● **Required work**
Needed from the data below: all lines that contain the word "RemoteCallError".

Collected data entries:
⟨
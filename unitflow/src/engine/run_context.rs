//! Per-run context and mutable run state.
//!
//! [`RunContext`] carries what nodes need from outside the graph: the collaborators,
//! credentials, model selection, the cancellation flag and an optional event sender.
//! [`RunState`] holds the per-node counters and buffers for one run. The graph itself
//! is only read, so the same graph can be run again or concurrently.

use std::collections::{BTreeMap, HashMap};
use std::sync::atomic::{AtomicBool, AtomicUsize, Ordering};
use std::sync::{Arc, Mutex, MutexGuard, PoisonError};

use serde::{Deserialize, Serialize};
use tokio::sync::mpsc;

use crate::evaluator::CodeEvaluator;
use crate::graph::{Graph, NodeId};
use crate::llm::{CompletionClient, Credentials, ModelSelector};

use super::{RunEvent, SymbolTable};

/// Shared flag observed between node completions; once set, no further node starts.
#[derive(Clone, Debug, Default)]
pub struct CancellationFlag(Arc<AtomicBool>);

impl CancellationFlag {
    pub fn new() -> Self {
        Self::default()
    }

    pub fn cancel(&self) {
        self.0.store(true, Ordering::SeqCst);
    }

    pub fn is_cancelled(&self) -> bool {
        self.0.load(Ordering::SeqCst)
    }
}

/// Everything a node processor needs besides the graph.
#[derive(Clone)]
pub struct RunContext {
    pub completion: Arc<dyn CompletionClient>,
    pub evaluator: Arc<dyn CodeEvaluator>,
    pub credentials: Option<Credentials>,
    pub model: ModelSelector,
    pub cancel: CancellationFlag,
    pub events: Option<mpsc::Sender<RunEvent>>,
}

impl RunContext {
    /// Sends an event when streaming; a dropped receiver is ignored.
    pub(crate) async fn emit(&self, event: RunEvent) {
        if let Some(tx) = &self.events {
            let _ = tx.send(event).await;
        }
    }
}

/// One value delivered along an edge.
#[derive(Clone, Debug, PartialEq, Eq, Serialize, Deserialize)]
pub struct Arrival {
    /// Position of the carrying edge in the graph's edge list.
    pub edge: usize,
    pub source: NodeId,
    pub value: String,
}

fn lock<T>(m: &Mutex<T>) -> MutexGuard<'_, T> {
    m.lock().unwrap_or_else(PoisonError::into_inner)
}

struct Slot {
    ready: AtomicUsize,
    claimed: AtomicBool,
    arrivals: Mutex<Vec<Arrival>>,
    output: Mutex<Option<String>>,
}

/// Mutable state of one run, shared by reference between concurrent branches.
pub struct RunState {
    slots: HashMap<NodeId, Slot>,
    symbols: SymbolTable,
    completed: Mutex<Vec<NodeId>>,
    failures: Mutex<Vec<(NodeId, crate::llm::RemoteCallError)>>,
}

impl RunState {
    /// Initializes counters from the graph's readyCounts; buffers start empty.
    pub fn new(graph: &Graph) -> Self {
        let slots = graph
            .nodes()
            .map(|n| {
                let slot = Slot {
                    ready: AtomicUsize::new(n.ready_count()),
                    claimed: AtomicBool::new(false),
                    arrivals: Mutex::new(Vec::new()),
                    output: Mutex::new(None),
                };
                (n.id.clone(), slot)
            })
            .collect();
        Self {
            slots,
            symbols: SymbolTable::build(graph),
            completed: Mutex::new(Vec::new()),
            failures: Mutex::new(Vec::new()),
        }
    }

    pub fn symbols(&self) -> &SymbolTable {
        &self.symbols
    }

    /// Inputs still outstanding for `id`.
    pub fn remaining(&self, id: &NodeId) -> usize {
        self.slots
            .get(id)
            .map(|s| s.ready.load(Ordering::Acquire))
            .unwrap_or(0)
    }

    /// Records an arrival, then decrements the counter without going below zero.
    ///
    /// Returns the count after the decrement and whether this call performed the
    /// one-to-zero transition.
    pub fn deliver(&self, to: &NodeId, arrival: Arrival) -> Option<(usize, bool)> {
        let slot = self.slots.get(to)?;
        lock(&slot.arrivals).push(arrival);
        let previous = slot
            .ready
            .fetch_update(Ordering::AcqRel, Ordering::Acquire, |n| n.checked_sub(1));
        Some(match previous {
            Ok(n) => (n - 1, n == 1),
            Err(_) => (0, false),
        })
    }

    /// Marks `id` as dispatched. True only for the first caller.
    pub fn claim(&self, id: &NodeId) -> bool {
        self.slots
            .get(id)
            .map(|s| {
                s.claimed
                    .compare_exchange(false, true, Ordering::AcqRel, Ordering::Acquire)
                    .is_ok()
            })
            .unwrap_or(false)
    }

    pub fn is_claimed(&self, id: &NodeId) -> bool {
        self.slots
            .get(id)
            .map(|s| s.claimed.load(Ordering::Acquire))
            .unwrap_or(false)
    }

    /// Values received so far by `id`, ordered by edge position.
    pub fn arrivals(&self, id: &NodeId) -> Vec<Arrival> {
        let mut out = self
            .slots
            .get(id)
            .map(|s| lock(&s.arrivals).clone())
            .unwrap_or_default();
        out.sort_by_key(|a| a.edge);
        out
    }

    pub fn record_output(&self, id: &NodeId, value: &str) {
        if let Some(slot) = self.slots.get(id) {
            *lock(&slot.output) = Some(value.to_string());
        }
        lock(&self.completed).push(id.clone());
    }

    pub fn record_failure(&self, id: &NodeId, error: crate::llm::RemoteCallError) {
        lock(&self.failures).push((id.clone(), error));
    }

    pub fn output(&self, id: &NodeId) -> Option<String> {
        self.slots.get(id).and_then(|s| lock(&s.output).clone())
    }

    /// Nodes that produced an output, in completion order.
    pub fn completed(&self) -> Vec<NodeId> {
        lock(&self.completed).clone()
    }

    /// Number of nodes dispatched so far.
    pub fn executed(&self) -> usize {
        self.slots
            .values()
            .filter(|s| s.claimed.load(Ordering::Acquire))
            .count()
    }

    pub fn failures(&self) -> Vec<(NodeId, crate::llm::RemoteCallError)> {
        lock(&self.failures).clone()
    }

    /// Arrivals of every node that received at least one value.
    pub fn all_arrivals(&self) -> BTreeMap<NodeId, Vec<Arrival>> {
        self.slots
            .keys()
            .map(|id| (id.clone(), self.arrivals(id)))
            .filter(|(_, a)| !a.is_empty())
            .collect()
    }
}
⟩
● **Result of the task**
    failures: Mutex<Vec<(NodeId, crate::llm::RemoteCallError)>>,
    pub fn record_failure(&self, id: &NodeId, error: crate::llm::RemoteCallError) {
    pub fn failures(&self) -> Vec<(NodeId, crate::llm::RemoteCallError)> {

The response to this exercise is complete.